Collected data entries
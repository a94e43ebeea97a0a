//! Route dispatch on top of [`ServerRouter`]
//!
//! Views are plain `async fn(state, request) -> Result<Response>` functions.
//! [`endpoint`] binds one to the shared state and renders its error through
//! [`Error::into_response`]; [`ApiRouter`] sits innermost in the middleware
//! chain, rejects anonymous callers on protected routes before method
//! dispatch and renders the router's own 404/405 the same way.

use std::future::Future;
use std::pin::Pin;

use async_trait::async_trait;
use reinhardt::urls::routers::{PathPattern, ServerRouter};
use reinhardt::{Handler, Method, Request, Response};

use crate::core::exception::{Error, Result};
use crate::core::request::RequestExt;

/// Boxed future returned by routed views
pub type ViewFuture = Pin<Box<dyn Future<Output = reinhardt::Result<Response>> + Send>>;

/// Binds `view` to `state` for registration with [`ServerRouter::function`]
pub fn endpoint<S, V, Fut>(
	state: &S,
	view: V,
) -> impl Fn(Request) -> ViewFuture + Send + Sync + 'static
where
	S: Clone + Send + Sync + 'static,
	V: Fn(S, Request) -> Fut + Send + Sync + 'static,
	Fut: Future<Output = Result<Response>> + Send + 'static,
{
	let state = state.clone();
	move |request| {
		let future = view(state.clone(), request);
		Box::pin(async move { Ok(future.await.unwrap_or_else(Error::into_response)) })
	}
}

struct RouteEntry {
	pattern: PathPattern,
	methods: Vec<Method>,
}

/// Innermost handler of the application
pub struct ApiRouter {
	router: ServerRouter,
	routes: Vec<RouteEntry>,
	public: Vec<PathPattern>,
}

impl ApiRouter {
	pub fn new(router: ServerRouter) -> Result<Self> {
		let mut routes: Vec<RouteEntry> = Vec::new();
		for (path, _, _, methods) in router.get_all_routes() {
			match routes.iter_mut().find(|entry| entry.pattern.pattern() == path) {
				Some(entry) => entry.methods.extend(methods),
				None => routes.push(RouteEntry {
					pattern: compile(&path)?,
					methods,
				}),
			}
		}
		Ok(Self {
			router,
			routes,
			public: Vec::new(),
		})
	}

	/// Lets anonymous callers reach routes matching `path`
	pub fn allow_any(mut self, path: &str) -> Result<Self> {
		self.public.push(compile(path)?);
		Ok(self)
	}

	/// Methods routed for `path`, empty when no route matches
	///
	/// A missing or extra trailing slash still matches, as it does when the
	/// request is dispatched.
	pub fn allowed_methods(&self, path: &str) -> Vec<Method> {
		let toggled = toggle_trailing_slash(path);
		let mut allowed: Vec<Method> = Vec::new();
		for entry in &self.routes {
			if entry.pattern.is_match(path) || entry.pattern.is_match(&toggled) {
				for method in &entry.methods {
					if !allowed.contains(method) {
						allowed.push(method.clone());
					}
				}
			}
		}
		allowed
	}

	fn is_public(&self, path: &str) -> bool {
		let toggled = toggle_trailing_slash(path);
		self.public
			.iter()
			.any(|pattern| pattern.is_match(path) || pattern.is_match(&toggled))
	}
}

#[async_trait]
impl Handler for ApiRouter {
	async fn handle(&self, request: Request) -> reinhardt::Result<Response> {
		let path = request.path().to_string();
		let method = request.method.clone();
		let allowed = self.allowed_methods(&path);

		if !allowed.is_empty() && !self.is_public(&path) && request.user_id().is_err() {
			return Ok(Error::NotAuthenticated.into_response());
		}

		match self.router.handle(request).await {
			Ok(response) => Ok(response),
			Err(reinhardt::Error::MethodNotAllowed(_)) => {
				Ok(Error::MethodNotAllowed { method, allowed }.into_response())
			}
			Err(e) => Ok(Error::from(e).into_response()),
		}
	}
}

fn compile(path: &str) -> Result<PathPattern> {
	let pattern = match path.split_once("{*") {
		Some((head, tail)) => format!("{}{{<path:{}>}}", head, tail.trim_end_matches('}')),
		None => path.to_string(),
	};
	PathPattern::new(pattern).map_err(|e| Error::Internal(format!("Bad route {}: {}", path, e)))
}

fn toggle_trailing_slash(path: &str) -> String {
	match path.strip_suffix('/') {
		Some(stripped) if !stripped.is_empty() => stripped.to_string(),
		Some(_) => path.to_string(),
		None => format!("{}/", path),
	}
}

...

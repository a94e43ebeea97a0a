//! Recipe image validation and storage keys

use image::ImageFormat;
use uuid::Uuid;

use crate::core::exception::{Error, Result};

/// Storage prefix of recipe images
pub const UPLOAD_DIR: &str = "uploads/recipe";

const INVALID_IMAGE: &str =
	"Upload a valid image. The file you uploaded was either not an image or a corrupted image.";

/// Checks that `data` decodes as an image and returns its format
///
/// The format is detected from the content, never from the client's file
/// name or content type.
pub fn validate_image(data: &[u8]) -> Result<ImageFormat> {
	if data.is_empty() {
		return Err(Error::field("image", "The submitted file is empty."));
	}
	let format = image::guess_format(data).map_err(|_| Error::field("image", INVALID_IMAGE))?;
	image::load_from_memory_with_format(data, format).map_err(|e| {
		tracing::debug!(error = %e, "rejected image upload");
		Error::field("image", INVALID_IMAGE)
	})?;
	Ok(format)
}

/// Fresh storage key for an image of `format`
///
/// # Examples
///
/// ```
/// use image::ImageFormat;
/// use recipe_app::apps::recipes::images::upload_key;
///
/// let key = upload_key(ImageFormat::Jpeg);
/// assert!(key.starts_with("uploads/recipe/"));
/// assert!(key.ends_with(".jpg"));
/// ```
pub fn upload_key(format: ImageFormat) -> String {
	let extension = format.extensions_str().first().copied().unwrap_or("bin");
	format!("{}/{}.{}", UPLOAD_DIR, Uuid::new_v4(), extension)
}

**What is needed**
Track down every line in the entries that includes the string "Some", and copy it.

**Answer to this problem**
				Some(entry) => entry.methods.extend(methods),
		Some((head, tail)) => format!("{}{{<path:{}>}}", head, tail.trim_end_matches('}')),
		Some(stripped) if !stripped.is_empty() => stripped.to_string(),
		Some(_) => path.to_string(),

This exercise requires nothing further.